(Collected data)
━━━

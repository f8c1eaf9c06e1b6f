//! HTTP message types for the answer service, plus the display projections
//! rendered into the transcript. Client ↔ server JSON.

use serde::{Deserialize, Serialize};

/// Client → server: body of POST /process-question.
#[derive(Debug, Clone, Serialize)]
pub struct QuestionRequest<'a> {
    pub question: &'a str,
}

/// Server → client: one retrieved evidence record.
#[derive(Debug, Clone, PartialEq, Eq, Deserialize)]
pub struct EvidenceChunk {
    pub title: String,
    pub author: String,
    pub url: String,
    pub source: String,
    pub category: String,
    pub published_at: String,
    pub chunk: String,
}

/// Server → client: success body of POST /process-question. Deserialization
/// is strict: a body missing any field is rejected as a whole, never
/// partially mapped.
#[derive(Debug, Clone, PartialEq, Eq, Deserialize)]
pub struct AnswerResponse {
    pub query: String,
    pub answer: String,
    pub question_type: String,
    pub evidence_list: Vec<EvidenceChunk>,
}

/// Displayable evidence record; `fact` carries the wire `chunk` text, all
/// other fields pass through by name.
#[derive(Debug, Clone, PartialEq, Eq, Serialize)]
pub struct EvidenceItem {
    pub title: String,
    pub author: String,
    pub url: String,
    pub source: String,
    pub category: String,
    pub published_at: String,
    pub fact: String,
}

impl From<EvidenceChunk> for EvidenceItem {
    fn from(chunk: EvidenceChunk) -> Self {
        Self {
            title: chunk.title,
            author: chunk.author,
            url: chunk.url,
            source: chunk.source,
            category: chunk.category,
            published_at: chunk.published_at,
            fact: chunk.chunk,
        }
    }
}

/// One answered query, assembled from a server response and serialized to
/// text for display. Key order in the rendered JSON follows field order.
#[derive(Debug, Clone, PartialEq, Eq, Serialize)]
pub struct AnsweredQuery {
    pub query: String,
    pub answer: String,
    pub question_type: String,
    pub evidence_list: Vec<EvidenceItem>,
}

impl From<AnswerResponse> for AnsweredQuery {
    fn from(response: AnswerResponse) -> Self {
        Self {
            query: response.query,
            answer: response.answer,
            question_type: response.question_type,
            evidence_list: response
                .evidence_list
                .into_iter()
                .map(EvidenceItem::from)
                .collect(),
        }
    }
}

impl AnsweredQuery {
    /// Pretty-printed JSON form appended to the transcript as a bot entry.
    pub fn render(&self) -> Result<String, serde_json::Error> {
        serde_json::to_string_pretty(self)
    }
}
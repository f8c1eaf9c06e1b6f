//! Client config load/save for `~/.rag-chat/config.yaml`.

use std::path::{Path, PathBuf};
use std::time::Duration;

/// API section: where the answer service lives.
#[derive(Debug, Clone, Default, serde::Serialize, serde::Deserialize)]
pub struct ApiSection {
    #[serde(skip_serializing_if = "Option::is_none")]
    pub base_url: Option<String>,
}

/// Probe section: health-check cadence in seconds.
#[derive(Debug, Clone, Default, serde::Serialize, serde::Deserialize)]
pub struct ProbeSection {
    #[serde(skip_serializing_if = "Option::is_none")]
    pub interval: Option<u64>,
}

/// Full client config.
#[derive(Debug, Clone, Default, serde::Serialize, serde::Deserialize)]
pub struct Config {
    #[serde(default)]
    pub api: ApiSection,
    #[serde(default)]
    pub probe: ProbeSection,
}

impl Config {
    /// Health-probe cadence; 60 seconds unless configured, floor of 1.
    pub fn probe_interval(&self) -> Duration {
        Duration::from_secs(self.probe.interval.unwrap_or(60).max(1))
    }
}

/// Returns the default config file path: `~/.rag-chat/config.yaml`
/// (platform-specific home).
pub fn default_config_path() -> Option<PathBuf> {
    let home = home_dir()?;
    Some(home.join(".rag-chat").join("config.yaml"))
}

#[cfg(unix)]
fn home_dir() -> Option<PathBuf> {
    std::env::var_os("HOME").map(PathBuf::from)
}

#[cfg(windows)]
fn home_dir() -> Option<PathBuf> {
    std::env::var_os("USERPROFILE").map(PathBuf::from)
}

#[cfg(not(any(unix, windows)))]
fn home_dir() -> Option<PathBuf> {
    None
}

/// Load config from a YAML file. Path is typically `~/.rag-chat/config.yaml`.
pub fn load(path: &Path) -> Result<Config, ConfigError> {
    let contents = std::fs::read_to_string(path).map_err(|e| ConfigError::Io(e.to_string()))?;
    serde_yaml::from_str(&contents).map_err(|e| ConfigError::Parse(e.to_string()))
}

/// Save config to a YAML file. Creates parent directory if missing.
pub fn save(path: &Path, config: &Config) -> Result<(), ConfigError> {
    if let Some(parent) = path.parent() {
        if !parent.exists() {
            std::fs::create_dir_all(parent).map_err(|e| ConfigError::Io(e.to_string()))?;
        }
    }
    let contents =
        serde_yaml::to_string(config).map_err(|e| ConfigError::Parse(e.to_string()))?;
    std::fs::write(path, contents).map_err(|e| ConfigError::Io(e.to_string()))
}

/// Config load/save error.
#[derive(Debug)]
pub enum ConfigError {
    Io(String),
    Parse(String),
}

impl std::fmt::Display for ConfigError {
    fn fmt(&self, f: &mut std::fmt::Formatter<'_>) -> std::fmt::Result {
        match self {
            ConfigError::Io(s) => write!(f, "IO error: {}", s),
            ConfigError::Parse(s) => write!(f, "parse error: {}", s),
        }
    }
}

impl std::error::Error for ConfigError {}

━━━

__The task__.
Copy, exactly and only, the lines above that begin with the one containing "answer service lives." and finish with the one containing "let contents = std::fs::read_to_string(path).map_err(|e|".

__Problem solution__.
/// API section: where the answer service lives.
#[derive(Debug, Clone, Default, serde::Serialize, serde::Deserialize)]
pub struct ApiSection {
    #[serde(skip_serializing_if = "Option::is_none")]
    pub base_url: Option<String>,
}

/// Probe section: health-check cadence in seconds.
#[derive(Debug, Clone, Default, serde::Serialize, serde::Deserialize)]
pub struct ProbeSection {
    #[serde(skip_serializing_if = "Option::is_none")]
    pub interval: Option<u64>,
}

/// Full client config.
#[derive(Debug, Clone, Default, serde::Serialize, serde::Deserialize)]
pub struct Config {
    #[serde(default)]
    pub api: ApiSection,
    #[serde(default)]
    pub probe: ProbeSection,
}

impl Config {
    /// Health-probe cadence; 60 seconds unless configured, floor of 1.
    pub fn probe_interval(&self) -> Duration {
        Duration::from_secs(self.probe.interval.unwrap_or(60).max(1))
    }
}

/// Returns the default config file path: `~/.rag-chat/config.yaml`
/// (platform-specific home).
pub fn default_config_path() -> Option<PathBuf> {
    let home = home_dir()?;
    Some(home.join(".rag-chat").join("config.yaml"))
}

#[cfg(unix)]
fn home_dir() -> Option<PathBuf> {
    std::env::var_os("HOME").map(PathBuf::from)
}

#[cfg(windows)]
fn home_dir() -> Option<PathBuf> {
    std::env::var_os("USERPROFILE").map(PathBuf::from)
}

#[cfg(not(any(unix, windows)))]
fn home_dir() -> Option<PathBuf> {
    None
}

/// Load config from a YAML file. Path is typically `~/.rag-chat/config.yaml`.
pub fn load(path: &Path) -> Result<Config, ConfigError> {
    let contents = std::fs::read_to_string(path).map_err(|e| ConfigError::Io(e.to_string()))?;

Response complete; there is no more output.